Partant de cette expérience acquise, un autre parti pris est venu étayer ce choix. La problématique générale qui vient d’être présentée appelle en effet à confronter la « socio-technique » de la grande vitesse ferroviaire aux tendances de société qui lui sont contemporaines. Parmi ces dernières, celles qui concernent la sphère économique semblent incontournables. Il est alors apparu naturel que le TGV soit prioritairement replacé dans le contexte de structures productives en évolution qui est le sien. Cet intérêt préférentiel, mais non exclusif, pour l’économique est finalement cohérent avec le choix a priori de privilégier l’analyse de la mobilité d’affaire.

Enfin, il faut bien l’assumer, le choix de se concentrer sur la mobilité à motif professionnel est aussi la conséquence d’une certaine instrumentalisation de la recherche dans ce domaine, résultat direct du déterminisme des interrogations auxquelles est soumis le milieu de la socio-économie. Combien d’emplois, combien de centres décisionnels, quel volume d’activité : c’est bien vers la sphère économique qu’oriente la commande.

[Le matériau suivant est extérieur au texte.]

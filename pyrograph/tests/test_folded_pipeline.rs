use pyrograph::aggregation::{FoldedStacks, FrameFilter, FrameTree, StackFolder, TreeConfig, ROOT_NAME};
use std::io::BufReader;

const SCENARIO: &str = "a;b;c 3\na;b;d 2\na;e 1\n";

fn counts(tree: &FrameTree, path: &[&str]) -> (u64, u64) {
    let node = tree.find(path).unwrap_or_else(|| panic!("missing {path:?}"));
    (node.inclusive, node.self_count)
}

#[test]
fn test_scenario_counts() {
    let folded = FoldedStacks::parse_str(SCENARIO);
    let tree = FrameTree::from_folded(&folded, TreeConfig::default());

    assert_eq!(tree.node(tree.root()).name, ROOT_NAME);
    assert_eq!(tree.total_samples(), 6);
    assert_eq!(tree.node(tree.root()).self_count, 0);
    assert_eq!(counts(&tree, &["a"]), (6, 0));
    assert_eq!(counts(&tree, &["a", "b"]), (5, 0));
    assert_eq!(counts(&tree, &["a", "b", "c"]), (3, 3));
    assert_eq!(counts(&tree, &["a", "b", "d"]), (2, 2));
    assert_eq!(counts(&tree, &["a", "e"]), (1, 1));
    assert!(tree.is_consistent());
}

#[test]
fn test_total_matches_sum_of_counts() {
    let text = "\
# comment
main;parse 10
main;parse;lex 4

main;render 7
main;render 1
broken line without count
main;bad -3
main;zero 0
";
    let folded = FoldedStacks::parse_str(text);
    assert_eq!(folded.total_samples(), 22);
    assert_eq!(folded.count_of("main;render"), 8);
    assert_eq!(folded.skipped_lines(), 3);

    let tree = FrameTree::from_folded(&folded, TreeConfig::default());
    assert_eq!(tree.total_samples(), folded.total_samples());
    assert!(tree.is_consistent());
}

#[test]
fn test_round_trip_through_file() {
    let folded = FoldedStacks::parse_str("z;y 2\na;b 5\na 1\nz;y 3\n");
    let file = tempfile::NamedTempFile::new().expect("temp file");
    folded.write_to(file.as_file()).expect("write");

    let written = std::fs::read_to_string(file.path()).expect("read back");
    assert_eq!(written, "a 1\na;b 5\nz;y 5\n");

    let reader = BufReader::new(std::fs::File::open(file.path()).expect("open"));
    let reread = FoldedStacks::parse(reader).expect("parse");
    assert_eq!(reread, folded);

    let first = FrameTree::from_folded(&folded, TreeConfig::default());
    let second = FrameTree::from_folded(&reread, TreeConfig::default());
    assert_eq!(first.total_samples(), second.total_samples());
    assert_eq!(second.total_samples(), 11);
}

#[test]
fn test_folder_output_feeds_tree() {
    let mut folder = StackFolder::new(FrameFilter::sentinels());
    // deepest first, as captured
    folder.add_stack(&["leaf", "mid", "main"]);
    folder.add_stack(&["leaf", "[unknown]", "mid", "main"]);
    folder.add_stack(&["mid", "main"]);
    folder.add_stack(&["[unknown]", "[null]"]);

    assert_eq!(folder.samples(), 4);
    assert_eq!(folder.discarded(), 1);

    let folded = folder.finish();
    assert_eq!(folded.count_of("main;mid;leaf"), 2);
    assert_eq!(folded.count_of("main;mid"), 1);

    let tree = FrameTree::from_folded(&folded, TreeConfig::default());
    assert_eq!(counts(&tree, &["main", "mid"]), (3, 1));
    assert_eq!(counts(&tree, &["main", "mid", "leaf"]), (2, 2));
}

#[test]
fn test_child_cap_keeps_counts() {
    let mut text = String::new();
    for i in 0..20 {
        text.push_str(&format!("main;f{i:02};leaf 1\n"));
    }
    let folded = FoldedStacks::parse_str(&text);
    let tree = FrameTree::from_folded(&folded, TreeConfig { max_children: 8 });

    let main = tree.find(&["main"]).expect("main");
    assert_eq!(main.inclusive, 20);
    assert_eq!(main.child_count(), 9);
    assert_eq!(counts(&tree, &["main", "[other]"]), (12, 0));
    assert_eq!(counts(&tree, &["main", "[other]", "leaf"]), (12, 12));
    assert_eq!(tree.overflowed_parents(), 1);
    assert!(tree.is_consistent());
}
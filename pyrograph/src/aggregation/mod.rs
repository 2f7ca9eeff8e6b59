//! # Stack Aggregation
//!
//! Turns many symbolized samples into one weighted call tree:
//!
//! ```text
//! [leaf, mid, main] ×N ──StackFolder──▶ "main;mid;leaf N" ──FrameTree──▶ root
//!                                                                      └─ main
//!                                                                          └─ mid
//!                                                                              └─ leaf
//! ```
//!
//! - **`folded`**: [`FoldedStacks`], the deduplicated stack set, plus its
//!   text format (read and write)
//! - **`stack_folder`**: [`StackFolder`], which reverses, filters and counts
//!   samples
//! - **`frame_tree`**: [`FrameTree`], inclusive/self counts per call path
//!
//! All three are single-threaded passes over data captured before they run.

pub mod folded;
pub mod frame_tree;
pub mod stack_folder;

pub use folded::{FoldedStack, FoldedStacks, FRAME_SEPARATOR};
pub use frame_tree::{FrameNode, FrameTree, NodeId, TreeConfig, OVERFLOW_NAME, ROOT_NAME};
pub use stack_folder::{FrameFilter, StackFolder};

Fondé sur ce choix initial, le travail qui suit est divisé en quatre parties d’ampleur inégale qui abordent chacune un domaine ou une échelle d’analyse. Dans chaque partie, des évolutions sont dessinées et la grande vitesse y est replacée soit en tant que production (le cadre fonctionnel relatif à l’offre), soit, plus souvent, en tant que pratique (cadre d’usage relatif à la demande).

La première partie aborde d’emblée les temps longs de l’accélération des moyens d’échange dont les hommes disposent. Le premier chapitre analyse ainsi l’accroissement des vitesses tandis que le second s’intéresse au renouvellement, qui lui est lié, des hiérarchies diverses qui organisent la société et son espace.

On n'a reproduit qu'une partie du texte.